## PROVIDED DATA:
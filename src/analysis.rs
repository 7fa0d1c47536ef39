//! Frequency-domain snapshot for visualizers.
//!
//! The [`Analyser`](crate::nodes::Analyser) node pushes a mono mix of the
//! amplified signal into a ring buffer; [`AnalyserTap`] drains it on demand and
//! turns the most recent `fft_size` samples into byte magnitudes. The scaling
//! matches what browser visualizers expect from an analyser node: Blackman
//! window, 0.8 temporal smoothing, and -100..-30 dB mapped onto 0..255.

use std::collections::VecDeque;
use std::f32::consts::PI;
use std::sync::Arc;

use rtrb::Consumer;
use rustfft::num_complex::Complex;
use rustfft::{Fft, FftPlanner};

/// Lowest level shown, in dB. Anything quieter reads as 0.
pub const MIN_DECIBELS: f32 = -100.0;
/// Level that reads as 255.
pub const MAX_DECIBELS: f32 = -30.0;

/// Reader side of the analysis tap. Owned by the control thread.
pub struct AnalyserTap {
    consumer: Consumer<f32>,
    fft: Arc<dyn Fft<f32>>,
    fft_size: usize,
    smoothing: f32,
    window: Vec<f32>,
    history: VecDeque<f32>,
    scratch: Vec<Complex<f32>>,
    smoothed: Vec<f32>,
    bytes: Vec<u8>,
}

impl AnalyserTap {
    /// `fft_size` must be a power of two; the snapshot has `fft_size / 2` bins.
    pub fn new(consumer: Consumer<f32>, fft_size: usize, smoothing: f32) -> Self {
        let fft_size = fft_size.max(32).next_power_of_two();
        let fft = FftPlanner::<f32>::new().plan_fft_forward(fft_size);

        Self {
            consumer,
            fft,
            fft_size,
            smoothing: smoothing.clamp(0.0, 1.0),
            window: blackman_window(fft_size),
            history: VecDeque::from(vec![0.0; fft_size]),
            scratch: vec![Complex::new(0.0, 0.0); fft_size],
            smoothed: vec![0.0; fft_size / 2],
            bytes: vec![0; fft_size / 2],
        }
    }

    #[inline]
    pub fn fft_size(&self) -> usize {
        self.fft_size
    }

    #[inline]
    pub fn bin_count(&self) -> usize {
        self.fft_size / 2
    }

    /// Pull whatever the graph produced since the last call and return the
    /// current byte spectrum. Cheap enough to call once per display frame.
    pub fn snapshot(&mut self) -> &[u8] {
        self.drain();

        for ((slot, &sample), &w) in self.scratch.iter_mut().zip(self.history.iter()).zip(self.window.iter()) {
            *slot = Complex::new(sample * w, 0.0);
        }
        self.fft.process(&mut self.scratch);

        let norm = 1.0 / self.fft_size as f32;
        let range = MAX_DECIBELS - MIN_DECIBELS;
        let tau = self.smoothing;

        for ((bin, smoothed), byte) in self.scratch.iter().zip(self.smoothed.iter_mut()).zip(self.bytes.iter_mut()) {
            let magnitude = bin.norm() * norm;
            let next = tau * *smoothed + (1.0 - tau) * magnitude;
            *smoothed = if next.is_finite() { next } else { 0.0 };

            *byte = if *smoothed <= 0.0 {
                0
            } else {
                let db = 20.0 * smoothed.log10();
                (255.0 / range * (db - MIN_DECIBELS)).floor().clamp(0.0, 255.0) as u8
            };
        }

        &self.bytes
    }

    fn drain(&mut self) {
        while let Ok(sample) = self.consumer.pop() {
            if self.history.len() == self.fft_size {
                self.history.pop_front();
            }
            self.history.push_back(sample);
        }
    }
}

fn blackman_window(size: usize) -> Vec<f32> {
    let (a0, a1, a2) = (0.42, 0.5, 0.08);
    let n = size as f32;
    (0..size)
        .map(|i| {
            let x = i as f32 / n;
            a0 - a1 * (2.0 * PI * x).cos() + a2 * (4.0 * PI * x).cos()
        })
        .collect()
}
//! Play an Ogg Vorbis file louder than it was mastered.

use std::path::PathBuf;
use std::sync::Arc;
use std::time::Duration;

use anyhow::Context;
use clap::Parser;
use tracing::{info, warn};
use tracing_subscriber::EnvFilter;

use superears::decode::decode_vorbis;
use superears::host::CpalHost;
use superears::metadata::{read_best_effort, VorbisTagReader};
use superears::player::format_time;
use superears::{EngineConfig, JsonFileStore, MemoryElement, Player};

#[derive(Parser, Debug)]
#[command(name = "superears")]
#[command(about = "Audio player with up to 400% amplification", long_about = None)]
struct Args {
    /// Ogg Vorbis file to play
    file: PathBuf,

    /// Gain factor, 0.0 to 4.0 (1.0 plays unchanged). Saved for next time.
    #[arg(short, long, value_name = "GAIN")]
    volume: Option<f64>,

    /// TOML file with engine settings
    #[arg(short, long, value_name = "PATH")]
    config: Option<PathBuf>,

    /// Settings store (defaults to the user config directory)
    #[arg(long, value_name = "PATH")]
    store: Option<PathBuf>,

    /// Stop after this many seconds
    #[arg(long, value_name = "SECONDS")]
    seconds: Option<f64>,

    /// Gain ramp length, overriding the config file
    #[arg(long, value_name = "MS")]
    ramp_ms: Option<u64>,
}

fn main() -> anyhow::Result<()> {
    tracing_subscriber::fmt()
        .with_env_filter(EnvFilter::try_from_default_env().unwrap_or_else(|_| EnvFilter::new("superears=info")))
        .init();

    let args = Args::parse();

    let mut config = match &args.config {
        Some(path) => EngineConfig::load(path)?,
        None => EngineConfig::default(),
    };
    if let Some(ramp_ms) = args.ramp_ms {
        config.ramp_ms = ramp_ms;
    }

    let runtime = tokio::runtime::Builder::new_current_thread()
        .enable_time()
        .build()
        .context("failed to start async runtime")?;
    runtime.block_on(run(args, config))
}

async fn run(args: Args, config: EngineConfig) -> anyhow::Result<()> {
    let store = match &args.store {
        Some(path) => JsonFileStore::new(path),
        None => JsonFileStore::in_config_dir()?,
    };
    info!(store = %store.path().display(), "settings store");

    let mut player = Player::start(&config, CpalHost::new(), Arc::new(store), MemoryElement::new()).await;

    if let Some(volume) = args.volume {
        if player.set_volume(volume).is_err() {
            warn!(volume, "volume must be between 0.0 and 4.0, keeping {}", player.volume());
        }
    }

    let audio = decode_vorbis(&args.file).map_err(|e| {
        eprintln!("{}", e.user_message());
        e
    })?;
    let tags = read_best_effort(&VorbisTagReader, &args.file);
    let name = args
        .file
        .file_name()
        .map(|n| n.to_string_lossy().into_owned())
        .unwrap_or_else(|| args.file.display().to_string());
    player.load(audio, name, tags)?;

    if let Err(e) = player.toggle_play() {
        eprintln!("{}", e.user_message());
        return Err(e.into());
    }

    let track = player.track().map(|t| t.display_name()).unwrap_or_default();
    println!("Playing {track} at {}%", player.volume_percent());

    let limit = args.seconds.filter(|s| s.is_finite() && *s > 0.0);
    let mut frame = tokio::time::interval(Duration::from_millis(16));
    let mut frames: u64 = 0;

    loop {
        frame.tick().await;
        frames += 1;

        if player.tick() {
            break;
        }
        if frames % 60 == 0 {
            let peak = player.snapshot().iter().copied().max().unwrap_or(0);
            println!(
                "{} / {}  vol {}%  peak {peak}",
                format_time(player.position_secs()),
                format_time(player.duration_secs()),
                player.volume_percent(),
            );
        }
        if limit.is_some_and(|limit| player.position_secs() >= limit) {
            break;
        }
    }

    player.shutdown().await;
    Ok(())
}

## ACTIVITY:
How many lines in the listing above contain "PathBuf"? Give only the number.

## SOLUTION FOR THIS PROBLEM:
4